Your goal =
Go through the listing and copy each line with the string "FieldSet".

Supplied records =
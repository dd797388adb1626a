//! Partitioning a flat buffer into fields and back.
//!
//! Each field is the block `[offset, offset + nx*ny*nz)` of the flat buffer,
//! reshaped row-major to `(nx, ny, nz)`. No axis is transposed.

use ndarray::Array3;
use tracing::{debug, warn};

use crate::error::{RestartError, Result};
use crate::fields::FieldSet;
use crate::grid::GridShape;
use crate::layout::FieldLayout;
use crate::reader::FlatBuffer;

/// Split a flat buffer into the fields declared by `layout`.
pub fn extract_fields(
    buffer: &FlatBuffer,
    layout: &FieldLayout,
    shape: &GridShape,
) -> Result<FieldSet> {
    let required = layout.total_elements(shape)?;
    let values = buffer.as_slice();

    // The reader already checked the file size; buffers built in memory
    // have not been.
    if values.len() != required {
        return Err(RestartError::Index {
            required,
            available: values.len(),
        });
    }

    let block = layout.block_len(shape);
    let mut fields = FieldSet::with_capacity(layout.len());

    for (name, offset) in layout.blocks(shape) {
        let slice = &values[offset..offset + block];
        let array = Array3::from_shape_vec(shape.dims(), slice.to_vec()).map_err(|_| {
            RestartError::Index {
                required: block,
                available: slice.len(),
            }
        })?;

        debug!(field = name, offset, len = block, "Extracted field");
        fields.insert(name, array);
    }

    Ok(fields)
}

/// Concatenate the fields of `field_set` in layout order.
///
/// Every declared field must be present with shape exactly `shape`. Fields
/// that the layout does not declare are skipped.
pub fn flatten_fields(
    field_set: &FieldSet,
    layout: &FieldLayout,
    shape: &GridShape,
) -> Result<FlatBuffer> {
    // Validate everything before allocating the output.
    let total = layout.total_elements(shape)?;
    for name in layout.names() {
        let array = field_set
            .get(name)
            .ok_or_else(|| RestartError::missing_field(name.as_str()))?;

        if array.dim() != shape.dims() {
            return Err(RestartError::ShapeMismatch {
                field: name.clone(),
                expected: shape.dims(),
                actual: array.dim(),
            });
        }
    }

    for extra in field_set.names().filter(|n| !layout.contains(n)) {
        warn!(field = extra, layout = %layout, "Field not in layout; not encoded");
    }

    let mut values = Vec::with_capacity(total);
    for name in layout.names() {
        if let Some(array) = field_set.get(name) {
            // Logical iteration order is row-major regardless of memory layout.
            values.extend(array.iter().copied());
        }
    }

    Ok(FlatBuffer::new(values))
}

#[cfg(test)]
mod tests {
    use super::*;

    fn flat(n: usize) -> FlatBuffer {
        FlatBuffer::new((0..n).map(|i| i as f32).collect())
    }

    #[test]
    fn test_extract_offsets() {
        let layout = FieldLayout::new(["u", "v", "w", "th"]).unwrap();
        let shape = GridShape::new(2, 2, 2).unwrap();
        let fields = extract_fields(&flat(32), &layout, &shape).unwrap();

        let w = fields.get("w").unwrap();
        assert_eq!(w.dim(), (2, 2, 2));
        let expected: Vec<f32> = (16..24).map(|i| i as f32).collect();
        assert_eq!(w.iter().copied().collect::<Vec<_>>(), expected);
        assert_eq!(w[[0, 0, 1]], 17.0);
        assert_eq!(w[[0, 1, 0]], 18.0);
        assert_eq!(w[[1, 0, 0]], 20.0);
    }

    #[test]
    fn test_short_buffer_rejected() {
        let layout = FieldLayout::new(["u", "v"]).unwrap();
        let shape = GridShape::new(1, 1, 2).unwrap();
        assert!(matches!(
            extract_fields(&flat(3), &layout, &shape),
            Err(RestartError::Index { required: 4, available: 3 })
        ));
    }

    #[test]
    fn test_long_buffer_rejected() {
        let layout = FieldLayout::new(["u"]).unwrap();
        let shape = GridShape::new(1, 1, 2).unwrap();
        assert!(matches!(
            extract_fields(&flat(3), &layout, &shape),
            Err(RestartError::Index { required: 2, available: 3 })
        ));
    }

    #[test]
    fn test_flatten_transposed_view_uses_logical_order() {
        let layout = FieldLayout::new(["u"]).unwrap();
        let shape = GridShape::new(2, 2, 1).unwrap();

        // Column-major memory layout with the same logical contents.
        let base = Array3::from_shape_vec((1, 2, 2), vec![0.0, 2.0, 1.0, 3.0]).unwrap();
        let u = base.permuted_axes([2, 1, 0]).to_owned();
        assert_eq!(u[[0, 1, 0]], 1.0);

        let mut set = FieldSet::new();
        set.insert("u", u);
        let buf = flatten_fields(&set, &layout, &shape).unwrap();
        assert_eq!(buf.as_slice(), &[0.0, 1.0, 2.0, 3.0]);
    }

    #[test]
    fn test_extra_fields_ignored() {
        let layout = FieldLayout::new(["u"]).unwrap();
        let shape = GridShape::new(1, 1, 1).unwrap();
        let mut set = FieldSet::new();
        set.insert("qv", Array3::from_elem((3, 3, 3), 9.0));
        set.insert("u", Array3::from_elem((1, 1, 1), 1.0));
        let buf = flatten_fields(&set, &layout, &shape).unwrap();
        assert_eq!(buf.as_slice(), &[1.0]);
    }
}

Problem solution =
use crate::fields::FieldSet;
) -> Result<FieldSet> {
    let mut fields = FieldSet::with_capacity(layout.len());
    field_set: &FieldSet,
        let mut set = FieldSet::new();
        let mut set = FieldSet::new();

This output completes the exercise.